Pakistan makes its case in Washington: deadly NATO attack was no mistake

Amid an accelerating downward spiral in US-Pakistan relations, a presentation at the Pakistani Embassy in Washington on the deadly NATO attack served as a portrait of mistrust.  

Shakil Adil/AP
Pakistani university students march towards the U. S. consulate to protest the NATO airstrikes on Pakistani troops, in Karachi, Pakistan on Dec 2. Amid a downward spiral in US-Pakistan relations, senior Pakistani officials made their presentation in Washington Thursday in the aftermath of the deadly NATO attack.

Pakistan is offering a view of what happened in NATO’s deadly attack on a pair of Pakistani army border outposts last month that concludes that the operation could not have been a mistake – and that the shooting by helicopter gunships that left 24 Pakistani soldiers dead continued for an hour after NATO forces said it would stop.

Senior Pakistani officials made their presentation in Washington Thursday amid a downward spiral in US-Pakistan relations that began early in the year but has accelerated while the two uneasy partners trade allegations in the aftermath of the Nov. 26 attack.

On Wednesday the House of Representatives approved a freeze on $700 million in military aid to Pakistan. For its part, Pakistan has evicted the US from an airbase where drones were stationed, has closed its borders to the transfer of NATO supplies into Afghanistan – and is now proposing to charge NATO transit fees for using Pakistani supply routes if and when the borders reopen to NATO.

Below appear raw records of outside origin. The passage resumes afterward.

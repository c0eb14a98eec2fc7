//! Session state owned by the worker loop.

use std::collections::HashSet;
use std::time::{Duration, Instant};

use crate::cancel::CancelToken;
use crate::events::{CycleOutcome, CyclePhase, SessionSnapshot, StopReason};
use crate::hid::Hid;

/// Hard-stop limits checked before every connect.
#[derive(Debug, Clone, Copy, PartialEq, Eq)]
pub struct StopLimits {
    pub max_no_progress: u32,
    pub inactivity_timeout: Duration,
}

/// Worker-private run state.
///
/// Other threads only ever see `SessionSnapshot` copies taken after a
/// cycle's outcome has been applied.
#[derive(Debug)]
pub struct SessionState {
    pub phase: CyclePhase,
    completed: HashSet<Hid>,
    no_progress: u32,
    last_progress: Instant,
    last_hid: Option<Hid>,
    pub cycles: u64,
    pub duplicates: u64,
    pub failed_cycles: u64,
    pub licenses_written: u64,
    pub licenses_failed: u64,
}

impl Default for SessionState {
    fn default() -> Self {
        Self {
            phase: CyclePhase::Idle,
            completed: HashSet::new(),
            no_progress: 0,
            last_progress: Instant::now(),
            last_hid: None,
            cycles: 0,
            duplicates: 0,
            failed_cycles: 0,
            licenses_written: 0,
            licenses_failed: 0,
        }
    }
}

impl SessionState {
    pub fn new() -> Self {
        Self::default()
    }

    /// Start of a run: clear the budgets.
    pub fn reset(&mut self) {
        self.no_progress = 0;
        self.last_progress = Instant::now();
    }

    /// Transition to a new phase. Returns the previous one.
    pub fn goto(&mut self, phase: CyclePhase) -> CyclePhase {
        tracing::trace!(from = %self.phase, to = %phase, "Phase transition");
        std::mem::replace(&mut self.phase, phase)
    }

    pub fn is_completed(&self, hid: &Hid) -> bool {
        self.completed.contains(hid)
    }

    pub fn completed_count(&self) -> usize {
        self.completed.len()
    }

    pub fn no_progress(&self) -> u32 {
        self.no_progress
    }

    pub fn since_progress(&self) -> Duration {
        self.last_progress.elapsed()
    }

    /// Fold a cycle outcome into the counters.
    pub fn apply(&mut self, outcome: &CycleOutcome) {
        self.cycles += 1;
        match outcome {
            CycleOutcome::Completed(hid) => {
                self.completed.insert(hid.clone());
                self.no_progress = 0;
                self.last_progress = Instant::now();
                self.last_hid = Some(hid.clone());
            }
            CycleOutcome::Duplicate(hid) => {
                self.duplicates += 1;
                self.last_hid = Some(hid.clone());
            }
            CycleOutcome::NoLicense(hid) | CycleOutcome::Incomplete { hid, .. } => {
                self.last_hid = Some(hid.clone());
            }
            CycleOutcome::Failed(_) => self.failed_cycles += 1,
        }
        if outcome.counts_as_no_progress() {
            self.no_progress += 1;
        }
    }

    /// Check the hard stops in priority order: user, retry limit, inactivity.
    pub fn check_hard_stop(&self, limits: &StopLimits, cancel: &CancelToken) -> Option<StopReason> {
        if cancel.is_cancelled() {
            return Some(StopReason::User);
        }
        if self.no_progress >= limits.max_no_progress {
            return Some(StopReason::RetryLimit {
                cycles: self.no_progress,
            });
        }
        let idle = self.since_progress();
        if idle > limits.inactivity_timeout {
            return Some(StopReason::InactivityTimeout { idle });
        }
        None
    }

    pub fn snapshot(&self) -> SessionSnapshot {
        SessionSnapshot {
            phase: self.phase,
            cycles: self.cycles,
            completed: self.completed.len(),
            duplicates: self.duplicates,
            failed_cycles: self.failed_cycles,
            licenses_written: self.licenses_written,
            licenses_failed: self.licenses_failed,
            no_progress: self.no_progress,
            since_progress: self.since_progress(),
            last_hid: self.last_hid.clone(),
        }
    }
}

#[cfg(test)]
mod tests {
    use super::*;
    use crate::events::CycleFailure;
    use crate::protocol::ResponseError;

    fn limits() -> StopLimits {
        StopLimits {
            max_no_progress: 3,
            inactivity_timeout: Duration::from_secs(60),
        }
    }

    #[test]
    fn test_retry_limit_after_max_no_progress() {
        let mut state = SessionState::new();
        let cancel = CancelToken::new();
        for _ in 0..2 {
            state.apply(&CycleOutcome::Failed(CycleFailure::Rejected(ResponseError::Reset)));
            assert_eq!(state.check_hard_stop(&limits(), &cancel), None);
        }
        state.apply(&CycleOutcome::Duplicate(Hid::new("AA")));
        assert_eq!(
            state.check_hard_stop(&limits(), &cancel),
            Some(StopReason::RetryLimit { cycles: 3 })
        );
    }

    #[test]
    fn test_success_resets_counter_and_marks_completed() {
        let mut state = SessionState::new();
        state.apply(&CycleOutcome::Failed(CycleFailure::Transport("x".into())));
        state.apply(&CycleOutcome::NoLicense(Hid::new("BB")));
        assert_eq!(state.no_progress(), 1);

        state.apply(&CycleOutcome::Completed(Hid::new("AA")));
        assert_eq!(state.no_progress(), 0);
        assert!(state.is_completed(&Hid::new("aa")));
        assert!(!state.is_completed(&Hid::new("BB")));

        let snap = state.snapshot();
        assert_eq!(snap.cycles, 3);
        assert_eq!(snap.completed, 1);
        assert_eq!(snap.failed_cycles, 1);
        assert_eq!(snap.last_hid, Some(Hid::new("AA")));
    }

    #[test]
    fn test_incomplete_is_not_completed() {
        let mut state = SessionState::new();
        state.apply(&CycleOutcome::Incomplete {
            hid: Hid::new("AA"),
            failed: 1,
        });
        assert!(!state.is_completed(&Hid::new("AA")));
        assert_eq!(state.no_progress(), 1);
    }

    #[test]
    fn test_duplicate_does_not_refresh_inactivity_timer() {
        let mut state = SessionState::new();
        state.apply(&CycleOutcome::Completed(Hid::new("AA")));
        std::thread::sleep(Duration::from_millis(30));

        let before = state.since_progress();
        state.apply(&CycleOutcome::Duplicate(Hid::new("AA")));
        assert!(state.since_progress() >= before);
        assert!(state.since_progress() >= Duration::from_millis(30));

        let limits = StopLimits {
            max_no_progress: 5,
            inactivity_timeout: Duration::from_millis(20),
        };
        assert!(matches!(
            state.check_hard_stop(&limits, &CancelToken::new()),
            Some(StopReason::InactivityTimeout { .. })
        ));
    }

    #[test]
    fn test_cancel_wins_over_other_stops() {
        let mut state = SessionState::new();
        for _ in 0..5 {
            state.apply(&CycleOutcome::Duplicate(Hid::new("AA")));
        }
        let cancel = CancelToken::new();
        cancel.cancel();
        assert_eq!(state.check_hard_stop(&limits(), &cancel), Some(StopReason::User));
    }

    #[test]
    fn test_inactivity_timeout() {
        let state = SessionState::new();
        let limits = StopLimits {
            max_no_progress: 5,
            inactivity_timeout: Duration::ZERO,
        };
        std::thread::sleep(Duration::from_millis(2));
        assert!(matches!(
            state.check_hard_stop(&limits, &CancelToken::new()),
            Some(StopReason::InactivityTimeout { .. })
        ));
    }
}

It was amid that heightened tension that the Pakistani Embassy in Washington summoned reporters Thursday to hear the Pakistani view of the attack on the outposts. “We want to offer our view of the incident as we see it,” said acting Ambassador Iffat Gardezi.

NATO is proceeding with its own inquiry into the incident, but Pakistan has refused to cooperate with that investigation. Ambassador Gardezi suggested that the Pakistani public would not tolerate any sign of their officials’ cooperation with NATO so soon after the deadly attack.

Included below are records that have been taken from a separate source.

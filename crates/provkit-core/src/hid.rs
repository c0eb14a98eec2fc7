//! Device hardware identifier.

use std::fmt;

use serde::{Deserialize, Serialize};

use crate::convert::bytes_to_hex;

/// Hardware identifier reported by a device.
///
/// Stored as an uppercase hex string; equality is exact string equality.
#[derive(Debug, Clone, PartialEq, Eq, Hash, PartialOrd, Ord, Serialize, Deserialize)]
#[serde(from = "String", into = "String")]
pub struct Hid(String);

impl Hid {
    /// Build from an identifier string, uppercasing it.
    pub fn new(value: impl AsRef<str>) -> Self {
        Self(value.as_ref().to_uppercase())
    }

    /// Build from the raw bytes a device reported.
    pub fn from_bytes(bytes: &[u8]) -> Self {
        Self(bytes_to_hex(bytes))
    }

    pub fn as_str(&self) -> &str {
        &self.0
    }

    pub fn is_empty(&self) -> bool {
        self.0.is_empty()
    }
}

impl fmt::Display for Hid {
    fn fmt(&self, f: &mut fmt::Formatter<'_>) -> fmt::Result {
        f.write_str(&self.0)
    }
}

impl From<String> for Hid {
    fn from(value: String) -> Self {
        Self::new(value)
    }
}

impl From<Hid> for String {
    fn from(value: Hid) -> Self {
        value.0
    }
}

#[cfg(test)]
mod tests {
    use super::*;

    #[test]
    fn test_uppercases() {
        assert_eq!(Hid::new("35d9c0ae").as_str(), "35D9C0AE");
        assert_eq!(Hid::new("35d9c0ae"), Hid::new("35D9C0AE"));
    }

    #[test]
    fn test_from_bytes() {
        let hid = Hid::from_bytes(&[0x54, 0x00, 0x49, 0x00, 0x13, 0x50]);
        assert_eq!(hid.to_string(), "540049001350");
    }

    #[test]
    fn test_no_other_normalisation() {
        assert_ne!(Hid::new(" 35D9"), Hid::new("35D9"));
    }
}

“This is the fourth incident [of NATO attacking Pakistani forces] in the recent past, there were joint inquiries before and nothing happened after that,” she said. “The entire population is against any cooperation at this time – they want an apology.”

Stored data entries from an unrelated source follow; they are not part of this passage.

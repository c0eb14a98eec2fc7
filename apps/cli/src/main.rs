use std::fs::OpenOptions;
use std::io::{self, BufRead, Write};
use std::path::PathBuf;
use std::sync::{Arc, Mutex};
use std::thread;

use anyhow::{Context, Result, anyhow, bail};
use clap::{Parser, Subcommand};
use provkit_core::convert::hex_to_bytes;
use provkit_core::protocol::{Command as WireCommand, Frame, encode};
use provkit_core::{
    Directory, Hid, SessionEvent, SessionMode, SessionObserver, SessionSnapshot, StopReason,
    ToolConfig, TracingObserver, clean_license, list_ports, probe, start,
};
use tracing::{error, info, warn};

#[derive(Parser, Debug)]
#[command(author, version, about = "Serial license provisioning tool", long_about = None)]
struct Args {
    /// TOML configuration file
    #[arg(short, long, global = true)]
    config: Option<PathBuf>,

    /// Serial port (overrides the config file)
    #[arg(short, long, global = true)]
    port: Option<String>,

    /// Baud rate (overrides the config file)
    #[arg(short, long, global = true)]
    baud: Option<u32>,

    /// Enable verbose logging
    #[arg(short, long, global = true)]
    verbose: bool,

    #[command(subcommand)]
    command: Commands,
}

#[derive(Subcommand, Debug)]
enum Commands {
    /// List serial ports
    Ports,
    /// Request the HID once and print it
    Probe,
    /// Collect HIDs from devices in batch
    Collect {
        /// Append collected HIDs to this file, one per line
        #[arg(short, long)]
        output: Option<PathBuf>,
        #[command(flatten)]
        limits: Limits,
    },
    /// Write licenses to devices in batch
    Provision {
        /// License directory (TOML)
        #[arg(short, long)]
        licenses: PathBuf,
        #[command(flatten)]
        limits: Limits,
    },
    /// Erase the license of one component
    Clean {
        /// Component id in hex
        #[arg(long)]
        component: String,
    },
    /// Build a frame and print it as hex
    Encode {
        /// Command code in hex
        #[arg(long)]
        command: String,
        /// Component id in hex
        #[arg(long, default_value = "0000")]
        component: String,
        /// Data in hex
        #[arg(long, default_value = "")]
        data: String,
    },
    /// Decode a hex frame
    Decode { frame: String },
    /// Write the effective configuration to a file
    InitConfig { path: PathBuf },
}

#[derive(clap::Args, Debug)]
struct Limits {
    /// Cycles without progress before stopping
    #[arg(long)]
    max_no_progress: Option<u32>,
    /// Seconds without progress before stopping
    #[arg(long)]
    timeout: Option<u64>,
}

fn main() {
    let args = Args::parse();

    let subscriber = tracing_subscriber::fmt()
        .with_env_filter(
            tracing_subscriber::EnvFilter::builder()
                .with_default_directive(if args.verbose {
                    tracing::Level::DEBUG.into()
                } else {
                    tracing::Level::INFO.into()
                })
                .from_env_lossy(),
        )
        .with_writer(std::io::stderr)
        .finish();

    tracing::subscriber::set_global_default(subscriber).expect("setting default subscriber failed");

    if let Err(e) = run(args) {
        error!("Error: {:#}", e);
        std::process::exit(1);
    }
}

fn run(args: Args) -> Result<()> {
    let mut config = match &args.config {
        Some(path) => ToolConfig::load_from_file(path)?,
        None => ToolConfig::default(),
    };
    if let Some(port) = args.port {
        config.serial.port = port;
    }
    if let Some(baud) = args.baud {
        config.serial.baud_rate = baud;
    }

    match args.command {
        Commands::Ports => {
            for port in list_ports()? {
                println!("{:<24} {}", port.name, port.kind);
            }
        }
        Commands::Probe => {
            require_port(&config)?;
            let hid = probe(&mut config.connector(), &config.session.read_policy())?;
            println!("{}", hid);
        }
        Commands::Collect { output, limits } => {
            require_port(&config)?;
            limits.apply(&mut config);
            run_batch(&config, SessionMode::CollectHid, output)?;
        }
        Commands::Provision { licenses, limits } => {
            require_port(&config)?;
            limits.apply(&mut config);
            let directory = Directory::load_file(&licenses)?;
            if directory.is_empty() {
                bail!("{} holds no licenses", licenses.display());
            }
            run_batch(&config, SessionMode::ProvisionLicense(Arc::new(directory)), None)?;
        }
        Commands::Clean { component } => {
            require_port(&config)?;
            let component_id = parse_u16(&component)?;
            clean_license(&mut config.connector(), component_id, &config.session.read_policy())?;
            println!("Component {:04X} cleaned", component_id);
        }
        Commands::Encode {
            command,
            component,
            data,
        } => {
            let bytes = encode(parse_u16(&command)?, parse_u16(&component)?, &hex_to_bytes(&data)?)?;
            println!("{}", provkit_core::convert::bytes_to_hex(&bytes));
        }
        Commands::Decode { frame } => {
            let frame = Frame::from_hex(&frame)?;
            let name = WireCommand::from_code(frame.command)
                .map(|c| c.name())
                .unwrap_or("unknown");
            println!("command      0x{:04X} ({})", frame.command, name);
            println!("component_id 0x{:04X}", frame.component_id);
            println!("data_length  {}", frame.data_length());
            println!("data         {}", frame.data_hex());
        }
        Commands::InitConfig { path } => {
            config.save_to_file(&path)?;
            info!(path = %path.display(), "Configuration written");
        }
    }
    Ok(())
}

impl Limits {
    fn apply(&self, config: &mut ToolConfig) {
        if let Some(max) = self.max_no_progress {
            config.session.max_no_progress = max;
        }
        if let Some(secs) = self.timeout {
            config.session.inactivity_timeout_secs = secs;
        }
    }
}

fn require_port(config: &ToolConfig) -> Result<()> {
    if config.serial.port.is_empty() {
        bail!("no serial port given (use --port or [serial] port in the config file)");
    }
    Ok(())
}

fn parse_u16(value: &str) -> Result<u16> {
    let digits = value
        .trim()
        .trim_start_matches("0x")
        .trim_start_matches("0X");
    u16::from_str_radix(digits, 16).map_err(|e| anyhow!("invalid hex value {:?}: {}", value, e))
}

/// Logs every event and keeps the final snapshot for the summary.
#[derive(Default)]
struct CliObserver {
    last: Mutex<Option<SessionSnapshot>>,
}

impl SessionObserver for CliObserver {
    fn on_event(&self, event: &SessionEvent) {
        TracingObserver.on_event(event);
        if let SessionEvent::Stopped {
            snapshot: Some(snapshot),
            ..
        } = event
            && let Ok(mut last) = self.last.lock()
        {
            *last = Some(snapshot.clone());
        }
    }
}

fn run_batch(config: &ToolConfig, mode: SessionMode, output: Option<PathBuf>) -> Result<()> {
    let observer = Arc::new(CliObserver::default());
    let mut session = provkit_core::ProvisionSession::with_observer(
        config.connector(),
        mode,
        config.session.clone(),
        Arc::clone(&observer),
    );

    if let Some(path) = output {
        let mut file = OpenOptions::new()
            .create(true)
            .append(true)
            .open(&path)
            .with_context(|| format!("opening {}", path.display()))?;
        session = session.with_recorder(move |hid: &Hid| -> Result<()> {
            writeln!(file, "{}", hid)?;
            file.flush()?;
            Ok(())
        });
    }

    let handle = session.spawn()?;
    let cancel = handle.cancel_token();
    info!("Press Enter to stop");
    thread::spawn(move || {
        let mut line = String::new();
        if io::stdin().lock().read_line(&mut line).is_ok() {
            cancel.cancel();
        }
    });

    let reason = handle.join();
    let summary = observer.last.lock().ok().and_then(|s| s.clone());
    if let Some(s) = summary {
        println!(
            "Stopped ({}): {} cycles, {} devices done, {} duplicates, {} failed cycles, {} licenses written, {} failed",
            reason,
            s.cycles,
            s.completed,
            s.duplicates,
            s.failed_cycles,
            s.licenses_written,
            s.licenses_failed
        );
    }

    match reason {
        StopReason::Crashed(msg) => bail!("session worker crashed: {}", msg),
        StopReason::User => Ok(()),
        other => {
            warn!("Run ended: {}", other);
            Ok(())
        }
    }
}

President Obama has offered condolences for those killed in the attack but not an official apology.

The senior Pakistani officials who offered the presentation said the explanation of mistaken identity (NATO has said its forces thought they were firing on militants) could not be accepted for a list of reasons, ranging from the years of cooperation and the procedures put in place to prevent this kind of mistake, to the barrenness of the terrain where the simple stone outposts sat. The stark, treeless landscape meant the two outposts that were attacked stuck out and could not be mistaken for something else, the officials said.

Pakistan’s military had recently undertaken an anti-militant operation in the border area of Mohmand province where the two attacked outposts were located, but the senior officials acknowledged that parts of the Afghanistan side of the border were “infested” with what they called “terrorists.”    

“We cleansed this area of all terrorist presence,” one senior official said, “As of September [there was] no terrorist presence in Mohmand which warrants such an operation” by NATO.

The officials also claimed a “coordination of measures over the last 10 years to avoid incidents of this nature,” but the details provided in the presentation served instead to illustrate the mistrust that exists between the NATO and Pakistani sides.

NATO and the Afghan and Pakistani militaries jointly man a number of Border Coordination Centers (BCCs) to enhance cooperation on border operations. Despite that, the Pakistanis say they had almost no advance warning of the Nov. 26 operation.

“No information was shared by [NATO] about an impending operation,” a Pakistani military official said. When the Pakistani officer at one BCC was provided coordinates of the attack’s location some 10 to 15 minutes before it commenced, they indicated an area six to eight miles north of where the attack actually took place.

According to the Pakistanis, strafing commenced shortly after midnight involving the first outpost, “Volcano.” Pakistani soldiers responded with 12.7 mm anti-aircraft guns. With that, the second outpost, “Boulder,” came under attack.

The Pakistanis say they received confirmation from NATO at 1:05 that the helicopters had been pulled back. But according to the Pakistanis, firing continued intermittently until sometime after 2:15, or about an hour and a quarter after NATO said its helicopters were called back.

The senior officials said the 10-15 minutes notice given the Pakistani official before firing commenced was not enough time. NATO has suggested its forces were in “hot pursuit” of militants fleeing toward the border and could not wait.

But the scenario also raises questions about the degree of trust between NATO and Pakistani officials. Some US and NATO military officials have raised concerns in the past that in some cases the Pakistani military has shared information with militants about NATO operations and positions.

The senior Pakistani officials refused to speculate about why NATO officials might have been reluctant to share information about the Nov. 26 operation. One said only that the point of years of “cooperation” was to enhance trust in order to defeat a common enemy.

“We have been working hand and glove with our partners and friends to prevent this sort of thing from happening,” he said.